One year after its Gen Z-led revolution, Bangladesh finds itself at a fragile crossroads. While its interim government, led by Muhammad Yunus, has stabilized the country and initiated reforms, major challenges remain. Delayed elections, emboldened Islamist parties, difficulties in the implementation of reforms and ensuring accountability for past abuses, escalating lawlessness, a battered economy, and a prolonged refugee crisis all threaten to derail the country’s democratic renewal.
Washington’s longstanding partnership with Dhaka – built on democratic support, trade, development, humanitarian assistance, and security cooperation – has been strained at precisely the wrong time. Through aid cuts, tariffs, and an unpredictable strategic outlook since the start of 2025, U.S. influence in Bangladesh has been weakened just as China has sought to increase its footprint. To prevent backsliding and to counter Beijing’s growing role, the U.S. must renew its commitment to supporting Bangladesh in its transition period and beyond. Doing so will help ensure Bangladesh becomes a stable and independent democracy that is free from Islamist extremism and able to resist Chinese economic coercion, thereby reinforcing U.S. leadership in upholding stability and prosperity in South Asia.
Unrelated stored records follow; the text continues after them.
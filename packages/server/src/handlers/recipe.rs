use axum::{Json, extract::State};
use tracing::instrument;

use crate::error::AppError;
use crate::models::recipe::*;
use crate::recipes;
use crate::state::AppState;

#[utoipa::path(
    get,
    path = "/recipes",
    tag = "Recipes",
    operation_id = "listRecipes",
    summary = "List recipes with availability",
    description = "Every recipe in stored order. Each ingredient carries the in-stock quantity of its item and the shortfall, if any.",
    responses(
        (status = 200, description = "Recipes", body = RecipeListResponse),
    ),
)]
#[instrument(skip(state))]
pub async fn list_recipes(
    State(state): State<AppState>,
) -> Result<Json<RecipeListResponse>, AppError> {
    let recipes = recipes::recipe_availability(&state.db).await?;
    Ok(Json(RecipeListResponse {
        data: recipes.into_iter().map(Into::into).collect(),
    }))
}

#[utoipa::path(
    get,
    path = "/recipes/feasible",
    tag = "Recipes",
    operation_id = "listFeasibleRecipes",
    summary = "Names of recipes makeable from current stock",
    responses(
        (status = 200, description = "Feasible recipe names", body = FeasibleRecipesResponse),
    ),
)]
#[instrument(skip(state))]
pub async fn list_feasible_recipes(
    State(state): State<AppState>,
) -> Result<Json<FeasibleRecipesResponse>, AppError> {
    let names = recipes::feasible_recipes(&state.db).await?;
    Ok(Json(FeasibleRecipesResponse {
        count: names.len(),
        data: names,
    }))
}
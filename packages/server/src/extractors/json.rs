use axum::{
    Json,
    extract::{FromRequest, Request, rejection::JsonRejection},
};
use serde::de::DeserializeOwned;

use crate::error::AppError;

/// `Json<T>` that reports malformed bodies as `VALIDATION_ERROR` instead of
/// axum's plain-text rejection.
pub struct AppJson<T>(pub T);

impl<S, T> FromRequest<S> for AppJson<T>
where
    Json<T>: FromRequest<S, Rejection = JsonRejection>,
    T: DeserializeOwned,
    S: Send + Sync,
{
    type Rejection = AppError;

    async fn from_request(req: Request, state: &S) -> Result<Self, Self::Rejection> {
        match Json::<T>::from_request(req, state).await {
            Ok(Json(value)) => Ok(AppJson(value)),
            Err(JsonRejection::MissingJsonContentType(_)) => Err(AppError::Validation(
                "Expected a JSON body with Content-Type: application/json".into(),
            )),
            Err(rejection) => Err(AppError::Validation(rejection.body_text())),
        }
    }
}
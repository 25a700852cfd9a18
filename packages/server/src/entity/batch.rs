use common::{BatchStatus, SourceType, StorageLocation};
use sea_orm::entity::prelude::*;
use serde::{Deserialize, Serialize};

#[sea_orm::model]
#[derive(Clone, Debug, PartialEq, DeriveEntityModel, Serialize, Deserialize)]
#[sea_orm(table_name = "batch")]
pub struct Model {
    #[sea_orm(primary_key)]
    pub id: i32,

    #[sea_orm(indexed)]
    pub item_id: i32,

    #[sea_orm(belongs_to, from = "item_id", to = "id")]
    pub item: HasOne<super::item::Entity>,

    /// Item name at creation time. Kept even if the item is renamed.
    pub item_name_snapshot: String,

    /// Cached projection of the event log.
    pub quantity: f64,

    pub unit: String,

    #[sea_orm(indexed)]
    pub expire_date: Date,

    pub location: StorageLocation,

    #[sea_orm(indexed)]
    pub status: BatchStatus,

    pub source_type: SourceType,

    /// Image id for image-sourced batches.
    pub source_ref: Option<String>,

    #[sea_orm(has_many)]
    pub events: HasMany<super::batch_event::Entity>,

    pub created_at: DateTimeUtc,
    pub updated_at: DateTimeUtc,
}

impl ActiveModelBehavior for ActiveModel {}
use axum::{
    Json,
    body::Body,
    extract::{DefaultBodyLimit, Multipart, Path, State},
    http::{StatusCode, header},
    response::{IntoResponse, Response},
};
use common::storage::ContentHash;
use tokio_util::io::ReaderStream;
use tracing::instrument;

use crate::error::{AppError, ErrorBody};
use crate::images::{self, ImageUpload};
use crate::models::image::ImageResponse;
use crate::state::AppState;

/// Request body cap for uploads: the blob limit plus room for multipart framing.
pub fn image_upload_body_limit(max_blob_size: u64) -> DefaultBodyLimit {
    let limit = usize::try_from(max_blob_size.saturating_add(64 * 1024)).unwrap_or(usize::MAX);
    DefaultBodyLimit::max(limit)
}

#[utoipa::path(
    post,
    path = "/images",
    tag = "Images",
    operation_id = "uploadImage",
    summary = "Upload a photo",
    description = "Stores the `file` multipart field. Identical bytes are stored once; every upload still gets its own image id.",
    request_body(content_type = "multipart/form-data", description = "Image file in field `file`"),
    responses(
        (status = 201, description = "Image stored", body = ImageResponse),
        (status = 400, description = "Missing, empty, oversized or non-image file (VALIDATION_ERROR)", body = ErrorBody),
    ),
)]
#[instrument(skip(state, multipart))]
pub async fn upload_image(
    State(state): State<AppState>,
    mut multipart: Multipart,
) -> Result<(StatusCode, Json<ImageResponse>), AppError> {
    let max_size = state.config.storage.max_blob_size;
    let mut upload: Option<(ImageUpload, Vec<u8>)> = None;

    while let Some(mut field) = multipart
        .next_field()
        .await
        .map_err(|e| AppError::Validation(format!("Multipart error: {e}")))?
    {
        if field.name() != Some("file") {
            continue;
        }

        let meta = ImageUpload {
            filename: field.file_name().unwrap_or("upload").to_string(),
            content_type: field.content_type().map(str::to_string),
        };
        let mut bytes = Vec::new();
        while let Some(chunk) = field
            .chunk()
            .await
            .map_err(|e| AppError::Validation(format!("Upload read error: {e}")))?
        {
            if (bytes.len() + chunk.len()) as u64 > max_size {
                return Err(AppError::Validation(format!(
                    "File exceeds maximum size of {max_size} bytes"
                )));
            }
            bytes.extend_from_slice(&chunk);
        }
        upload = Some((meta, bytes));
    }

    let (meta, bytes) =
        upload.ok_or_else(|| AppError::Validation("Missing 'file' field".into()))?;
    let image = images::store_image_bytes(&state.db, state.blob_store.as_ref(), meta, &bytes).await?;

    Ok((StatusCode::CREATED, Json(image.into())))
}

#[utoipa::path(
    get,
    path = "/images/{id}",
    tag = "Images",
    operation_id = "getImage",
    summary = "Get image metadata",
    params(("id" = String, Path, description = "Image ID")),
    responses(
        (status = 200, description = "Image metadata", body = ImageResponse),
        (status = 404, description = "Image not found (IMAGE_NOT_FOUND)", body = ErrorBody),
    ),
)]
#[instrument(skip(state))]
pub async fn get_image(
    State(state): State<AppState>,
    Path(id): Path<String>,
) -> Result<Json<ImageResponse>, AppError> {
    Ok(Json(images::find_image(&state.db, &id).await?.into()))
}

#[utoipa::path(
    get,
    path = "/images/{id}/content",
    tag = "Images",
    operation_id = "getImageContent",
    summary = "Download image bytes",
    params(("id" = String, Path, description = "Image ID")),
    responses(
        (status = 200, description = "Image bytes", content_type = "application/octet-stream"),
        (status = 404, description = "Image or its bytes not found (IMAGE_NOT_FOUND)", body = ErrorBody),
    ),
)]
#[instrument(skip(state))]
pub async fn get_image_content(
    State(state): State<AppState>,
    Path(id): Path<String>,
) -> Result<Response, AppError> {
    let image = images::find_image(&state.db, &id).await?;
    let hash = ContentHash::from_hex(&image.content_hash)?;
    let reader = match state.blob_store.get_stream(&hash).await {
        Ok(reader) => reader,
        Err(common::storage::StorageError::NotFound(_)) => {
            return Err(AppError::ImageNotFound(format!("Image {id} not found")));
        }
        Err(e) => return Err(e.into()),
    };

    let content_type = image
        .content_type
        .unwrap_or_else(|| "application/octet-stream".to_string());
    Ok((
        [
            (header::CONTENT_TYPE, content_type),
            (header::CONTENT_LENGTH, image.size.to_string()),
        ],
        Body::from_stream(ReaderStream::new(reader)),
    )
        .into_response())
}
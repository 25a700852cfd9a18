use common::Detection;
use serde::{Deserialize, Serialize};
use utoipa::ToSchema;

use crate::vision::ProviderInfo;

pub const DEFAULT_TOP_K: usize = 10;
pub const MAX_TOP_K: usize = 50;

#[derive(Deserialize, ToSchema)]
pub struct DetectRequest {
    /// Uploaded image id. The mock provider accepts any reference string.
    #[schema(example = "demo_random")]
    pub image_id: String,
    /// Provider id. Defaults to `mock`.
    #[schema(example = "mock")]
    pub provider: Option<String>,
    /// 1-50, default 10.
    #[schema(example = 10)]
    pub top_k: Option<usize>,
}

#[derive(Serialize, ToSchema)]
pub struct DetectResponse {
    pub provider: String,
    pub image_id: String,
    pub detections: Vec<Detection>,
}

#[derive(Serialize, ToSchema)]
pub struct ProviderListResponse {
    pub data: Vec<ProviderInfo>,
}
While Bangladesh may seem peripheral to U.S. foreign policy interests, ignoring it would be a strategic error.
Although Bangladesh’s interim government has laid the groundwork for structural reforms, through the establishment of key reform commissions and the recent adoption of the July Charter, its political landscape remains fractured. The Bangladesh Nationalist Party (BNP), marginalized under Sheikh Hasina’s regime, demands swift elections, while the student-led National Citizen Party (NCP) calls for deep constitutional change. Formerly banned Islamist factions like Jamaat-e-Islami are reemerging, sparking fears of radicalization and erosion of Bangladesh’s secular foundations.
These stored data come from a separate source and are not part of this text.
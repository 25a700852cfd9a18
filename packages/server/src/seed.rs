use chrono::Utc;
use sea_orm::sea_query::{
    Index, IndexCreateStatement, OnConflict, PostgresQueryBuilder, SqliteQueryBuilder,
};
use sea_orm::*;
use tracing::{info, warn};

use crate::catalog::{self, CountedEntity, NewItem};
use crate::entity::{batch, batch_event, recipe, recipe_ingredient};

/// Demo catalog: (name, category, default unit, shelf life days).
const ITEMS: &[(&str, &str, &str, i32)] = &[
    ("鸡蛋", "protein", "pcs", 10),
    ("牛奶", "dairy", "ml", 7),
    ("鸡胸", "protein", "g", 4),
    ("番茄", "vegetable", "pcs", 5),
    ("蘑菇", "vegetable", "g", 4),
    ("洋葱", "vegetable", "pcs", 10),
    ("大米", "staple", "g", 180),
    ("面条", "staple", "g", 120),
    ("土豆", "vegetable", "pcs", 20),
    ("胡萝卜", "vegetable", "pcs", 14),
    ("生菜", "vegetable", "g", 5),
    ("酸奶", "dairy", "ml", 7),
];

struct SeedRecipe {
    name: &'static str,
    tags: &'static str,
    allergens: &'static str,
    steps: &'static str,
    calories: u32,
    ingredients: &'static [(&'static str, f64, &'static str)],
}

const RECIPES: &[SeedRecipe] = &[
    SeedRecipe {
        name: "蛋炒饭",
        tags: "rice,quick",
        allergens: "egg",
        steps: "炒蛋后下饭翻炒",
        calories: 520,
        ingredients: &[("鸡蛋", 2.0, "pcs"), ("大米", 150.0, "g"), ("洋葱", 0.5, "pcs")],
    },
    SeedRecipe {
        name: "番茄炒蛋",
        tags: "egg",
        allergens: "egg",
        steps: "番茄炒软后下蛋",
        calories: 320,
        ingredients: &[("鸡蛋", 2.0, "pcs"), ("番茄", 2.0, "pcs"), ("洋葱", 0.5, "pcs")],
    },
    SeedRecipe {
        name: "鸡胸沙拉",
        tags: "salad,protein",
        allergens: "",
        steps: "鸡胸煎熟切片拌生菜",
        calories: 280,
        ingredients: &[("鸡胸", 200.0, "g"), ("生菜", 120.0, "g"), ("番茄", 1.0, "pcs")],
    },
    SeedRecipe {
        name: "蘑菇汤",
        tags: "soup",
        allergens: "",
        steps: "蘑菇洋葱炒香加水煮",
        calories: 180,
        ingredients: &[("蘑菇", 150.0, "g"), ("洋葱", 1.0, "pcs"), ("牛奶", 200.0, "ml")],
    },
    SeedRecipe {
        name: "洋葱土豆炖鸡",
        tags: "stew",
        allergens: "",
        steps: "鸡胸与洋葱土豆炖煮",
        calories: 450,
        ingredients: &[("鸡胸", 200.0, "g"), ("土豆", 2.0, "pcs"), ("洋葱", 1.0, "pcs")],
    },
    SeedRecipe {
        name: "牛奶燕麦",
        tags: "breakfast",
        allergens: "dairy",
        steps: "牛奶加热与燕麦同煮",
        calories: 300,
        ingredients: &[("牛奶", 250.0, "ml"), ("酸奶", 150.0, "ml")],
    },
    SeedRecipe {
        name: "炒面",
        tags: "noodle",
        allergens: "",
        steps: "面条煮熟后与蔬菜翻炒",
        calories: 480,
        ingredients: &[("面条", 200.0, "g"), ("胡萝卜", 1.0, "pcs"), ("洋葱", 0.5, "pcs")],
    },
    SeedRecipe {
        name: "蔬菜沙拉",
        tags: "salad",
        allergens: "",
        steps: "生菜番茄胡萝卜拌匀",
        calories: 200,
        ingredients: &[("生菜", 150.0, "g"), ("番茄", 1.0, "pcs"), ("胡萝卜", 1.0, "pcs")],
    },
];

/// Seed the demo item catalog, recipes and recipe ingredients.
///
/// Every insert is skipped on conflict, so running this on a populated
/// database leaves existing rows untouched.
pub async fn seed_catalog(db: &DatabaseConnection) -> Result<(), DbErr> {
    let mut items_inserted = 0u32;
    for &(name, category, unit, shelf_life) in ITEMS {
        let new_item = NewItem {
            name: name.to_string(),
            category: category.to_string(),
            default_unit: unit.to_string(),
            shelf_life_days_default: Some(shelf_life),
        };
        if catalog::insert_item_if_absent(db, &new_item).await? {
            items_inserted += 1;
        }
    }
    if items_inserted > 0 {
        info!("Seeded {} new items", items_inserted);
    }

    let mut recipes_inserted = 0u32;
    for seed in RECIPES {
        let model = recipe::ActiveModel {
            name: Set(seed.name.to_string()),
            tags: Set(seed.tags.to_string()),
            allergens: Set(seed.allergens.to_string()),
            steps: Set(seed.steps.to_string()),
            nutrition: Set(serde_json::json!({ "calories": seed.calories })),
            created_at: Set(Utc::now()),
            ..Default::default()
        };

        let result = recipe::Entity::insert(model)
            .on_conflict(
                OnConflict::column(recipe::Column::Name)
                    .do_nothing()
                    .to_owned(),
            )
            .exec_without_returning(db)
            .await;

        match result {
            Ok(rows) if rows > 0 => recipes_inserted += 1,
            Ok(_) | Err(DbErr::RecordNotInserted) => {}
            Err(e) => return Err(e),
        }
    }
    if recipes_inserted > 0 {
        info!("Seeded {} new recipes", recipes_inserted);
    }

    let ingredients_inserted = seed_ingredients(db).await?;
    if ingredients_inserted > 0 {
        info!("Seeded {} new recipe ingredients", ingredients_inserted);
    }

    info!(
        items = catalog::count_rows(db, CountedEntity::Item).await?,
        recipes = catalog::count_rows(db, CountedEntity::Recipe).await?,
        "Catalog ready"
    );
    Ok(())
}

async fn seed_ingredients(db: &DatabaseConnection) -> Result<u32, DbErr> {
    let items = catalog::list_items(db).await?;
    let recipes = catalog::list_recipes(db).await?;

    let mut inserted = 0u32;
    for seed in RECIPES {
        let Some(recipe) = recipes.iter().find(|r| r.name == seed.name) else {
            continue;
        };

        for (position, &(item_name, quantity, unit)) in seed.ingredients.iter().enumerate() {
            let Some(item) = items.iter().find(|i| i.name == item_name) else {
                warn!(recipe = seed.name, item = item_name, "Seed ingredient has no item");
                continue;
            };

            let model = recipe_ingredient::ActiveModel {
                recipe_id: Set(recipe.id),
                item_id: Set(item.id),
                quantity: Set(quantity),
                unit: Set(unit.to_string()),
                position: Set(position as i32),
                ..Default::default()
            };

            let result = recipe_ingredient::Entity::insert(model)
                .on_conflict(
                    OnConflict::columns([
                        recipe_ingredient::Column::RecipeId,
                        recipe_ingredient::Column::ItemId,
                    ])
                    .do_nothing()
                    .to_owned(),
                )
                .exec_without_returning(db)
                .await;

            match result {
                Ok(rows) if rows > 0 => inserted += 1,
                Ok(_) | Err(DbErr::RecordNotInserted) => {}
                Err(e) => return Err(e),
            }
        }
    }

    Ok(inserted)
}

/// Ensure the composite indexes the ledger queries rely on.
///
/// Schema sync only creates single-column indexes, so these are added on
/// startup. A failure is logged and skipped.
pub async fn ensure_indexes(db: &DatabaseConnection) -> Result<(), DbErr> {
    // Expiring list: WHERE status = ? AND expire_date <= ?
    let batch_status_expire = Index::create()
        .if_not_exists()
        .name("idx_batch_status_expire")
        .table(batch::Entity)
        .col(batch::Column::Status)
        .col(batch::Column::ExpireDate)
        .to_owned();
    create_index(db, "idx_batch_status_expire", &batch_status_expire).await;

    // Event replay: WHERE batch_id = ? ORDER BY created_at, id
    let event_batch_created = Index::create()
        .if_not_exists()
        .name("idx_batch_event_batch_created")
        .table(batch_event::Entity)
        .col(batch_event::Column::BatchId)
        .col(batch_event::Column::CreatedAt)
        .to_owned();
    create_index(db, "idx_batch_event_batch_created", &event_batch_created).await;

    Ok(())
}

async fn create_index(db: &DatabaseConnection, name: &str, stmt: &IndexCreateStatement) {
    let sql = match db.get_database_backend() {
        DbBackend::Sqlite => stmt.to_string(SqliteQueryBuilder),
        _ => stmt.to_string(PostgresQueryBuilder),
    };

    match db.execute_unprepared(&sql).await {
        Ok(_) => info!("Ensured index {} exists", name),
        Err(e) => warn!("Failed to create index {}: {}", name, e),
    }
}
A temporary ban on Hasina’s Awami League (AL), alongside Operation Devil Hunt – a sweeping crackdown targeting former Hasina loyalists, resulting in over 48,000 arrests – has raised concerns about a renewed iteration of retributive, exclusionary politics. At the same time, social tensions are surging, with over 2,400 attacks on minorities and women, weapons theft, assaults on and by police, and rising extremist propaganda by Hizb ut-Tahrir and al-Qaida-linked groups having been reported since last August.